# Particle physics results

## Setup

In [21]:
import sys
import numpy as np
from sklearn.metrics import roc_auc_score
from sklearn.neighbors import KernelDensity
from itertools import product


## Load results

In [22]:
n_runs = 6
n_chains = 4
n_trueparams = 3
remove_all_results_with_nans = False

In [23]:
algo_filenames = []
algo_additionals = []
algo_labels = []
algo_dividers = []
algo_dims = []

def add_algo(filename, add, label, dim=""):
    algo_filenames.append(filename)
    algo_additionals.append(add)
    algo_labels.append(label)
    algo_dims.append(dim)
    
    
def add_divider():
    algo_dividers.append(len(algo_filenames))
    

add_algo("flow", "_may", "2D summaries", "2d")
add_algo("alices", "_may", "ALICES")
add_algo("flow", "_may", "AF", "40d")
add_algo("pie", "_may", "PIE", "40d")
add_algo("mf", "_sequential_may", "MFMF-M/D", "40d")
#add_algo("emf", "_sequential_may", "MFMFE-M/D", "40d")

n_algos = len(algo_filenames)


In [24]:
def load(name, shape, numpyfy=True, chains=1, result_dir="../data/results"):
    all_results = []
    
    for algo_filename, algo_add, algo_dim in zip(algo_filenames, algo_additionals, algo_dims):
        algo_results = []
            
        for run in range(n_runs):
            run_str = "" if run == 0 else "_run{}".format(run)

            try:
                this_result = np.load(
                    "{}/{}_{}_lhc{}{}{}_{}.npy".format(
                        result_dir, algo_filename, "2" if algo_dim == "2d" else "14",
                        algo_dim, algo_add, run_str, name
                    )
                )
                if (not numpyfy) or (shape is None) or np.product(this_result.shape) == np.product(shape):
                    algo_results.append(this_result.reshape(shape))
                else:
                    algo_results.append(np.nan*np.ones(shape))

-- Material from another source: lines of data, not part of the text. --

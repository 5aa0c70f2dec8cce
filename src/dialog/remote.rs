//! Remote NLU backend
//!
//! Posts the transcript and a context snapshot to an HTTP endpoint and
//! rebuilds the reply through [`Intent::builder`], so a remote service can
//! never hand back an out-of-range confidence or skip confirmation.

use std::collections::BTreeMap;
use std::time::Duration;

use async_trait::async_trait;
use serde::{Deserialize, Serialize};

use super::context::DialogContext;
use super::parser::IntentParser;
use super::types::{Ambiguity, Confidence, Entity, Intent, IntentAction, Priority, Transcript};
use crate::{Error, Result};

/// Default request timeout for the NLU endpoint
const DEFAULT_TIMEOUT: Duration = Duration::from_secs(10);

#[derive(Serialize)]
struct ParseRequest<'a> {
    transcript: &'a str,
    confidence: Confidence,
    context: &'a DialogContext,
}

/// Intent as returned by the NLU service
#[derive(Debug, Deserialize)]
struct RemoteIntent {
    action: IntentAction,
    #[serde(default)]
    target: String,
    #[serde(default)]
    parameters: BTreeMap<String, serde_json::Value>,
    #[serde(default)]
    confidence: Option<Confidence>,
    #[serde(default)]
    requires_confirmation: bool,
    #[serde(default)]
    priority: Priority,
    #[serde(default)]
    entities: Vec<Entity>,
    #[serde(default)]
    ambiguities: Vec<Ambiguity>,
}

/// Intent parser backed by a remote NLU service
pub struct HttpIntentParser {
    client: reqwest::Client,
    endpoint: String,
    api_key: Option<String>,
}

impl HttpIntentParser {
    /// Create a parser posting to `endpoint`
    ///
    /// # Errors
    ///
    /// Returns error if the endpoint is empty or the HTTP client cannot be built
    pub fn new(endpoint: impl Into<String>, api_key: Option<String>) -> Result<Self> {
        let endpoint = endpoint.into();
        if endpoint.trim().is_empty() {
            return Err(Error::Config("NLU endpoint URL required".to_string()));
        }

        let client = reqwest::Client::builder().timeout(DEFAULT_TIMEOUT).build()?;

        Ok(Self {
            client,
            endpoint,
            api_key: api_key.filter(|k| !k.is_empty()),
        })
    }

    fn validate(remote: RemoteIntent, transcript: &Transcript) -> Intent {
        // The service may lower the capture confidence but never raise it
        let confidence = remote
            .confidence
            .map_or(transcript.confidence, |c| c.min(transcript.confidence));

        let mut builder = Intent::builder(remote.action, remote.target, transcript.text.trim())
            .confidence(confidence)
            .priority(remote.priority);
        for (name, value) in remote.parameters {
            builder = builder.parameter(name, value);
        }
        for entity in remote.entities {
            builder = builder.entity(entity);
        }
        for ambiguity in remote.ambiguities.into_iter().filter(|a| a.candidates.len() > 1) {
            builder = builder.ambiguity(ambiguity);
        }
        if remote.requires_confirmation {
            builder = builder.require_confirmation();
        }
        builder.build()
    }
}

#[async_trait]
impl IntentParser for HttpIntentParser {
    async fn parse_intent(&self, transcript: &Transcript, context: &DialogContext) -> Result<Intent> {
        tracing::debug!(endpoint = %self.endpoint, transcript = %transcript.text, "remote intent parse");

        let mut request = self.client.post(&self.endpoint).json(&ParseRequest {
            transcript: &transcript.text,
            confidence: transcript.confidence,
            context,
        });
        if let Some(key) = &self.api_key {
            request = request.header("Authorization", format!("Bearer {key}"));
        }

        let response = request.send().await.map_err(|e| {
            tracing::error!(error = %e, "NLU request failed");
            Error::Parse(format!("NLU request failed: {e}"))
        })?;

        let status = response.status();
        if !status.is_success() {
            let body = response.text().await.unwrap_or_default();
            tracing::error!(status = %status, body = %body, "NLU API error");
            return Err(Error::Parse(format!("NLU API error {status}: {body}")));
        }

        let remote: RemoteIntent = response
            .json()
            .await
            .map_err(|e| Error::Parse(format!("invalid NLU response: {e}")))?;

        Ok(Self::validate(remote, transcript))
    }
}

#[cfg(test)]
mod tests {
    use super::*;

    fn remote(json: &str) -> RemoteIntent {
        serde_json::from_str(json).unwrap()
    }

    #[test]
    fn remote_confidence_cannot_exceed_capture() {
        let intent = HttpIntentParser::validate(
            remote(r#"{"action": "show", "target": "pets", "confidence": 0.99}"#),
            &Transcript::final_result("show me my pets", 0.75),
        );

        assert!((intent.confidence().value() - 0.75).abs() < f32::EPSILON);
        assert!(intent.requires_confirmation());
    }

    #[test]
    fn out_of_range_confidence_is_clamped_and_gated() {
        let intent = HttpIntentParser::validate(
            remote(r#"{"action": "log", "target": "expenses", "confidence": -3.0}"#),
            &Transcript::final_result("log forty dollars", 0.95),
        );

        assert!(intent.confidence().value().abs() < f32::EPSILON);
        assert!(intent.requires_confirmation());
    }

    #[test]
    fn single_candidate_ambiguity_is_dropped() {
        let intent = HttpIntentParser::validate(
            remote(
                r#"{"action": "show", "target": "health",
                    "ambiguities": [{"kind": "pet", "mention": "him",
                                     "candidates": [{"kind": "pet", "id": "1", "name": "Rex"}]}]}"#,
            ),
            &Transcript::final_result("how is he", 0.9),
        );
        assert!(!intent.is_ambiguous());
    }

    #[test]
    fn empty_endpoint_is_rejected() {
        assert!(matches!(
            HttpIntentParser::new("  ", None),
            Err(Error::Config(_))
        ));
    }
}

            except FileNotFoundError as e:
                print(e)
                if shape is None:
                    algo_results.append(None)
                else:
                    algo_results.append(np.nan*np.ones(shape))
            
        all_results.append(algo_results)
    
    if numpyfy:
        all_results = np.array(all_results, dtype=np.float)
        
    return all_results


model_gen_x = load("samples", None, numpyfy=False)
model_gen_closure = load("samples_manifold_distance", (10000,))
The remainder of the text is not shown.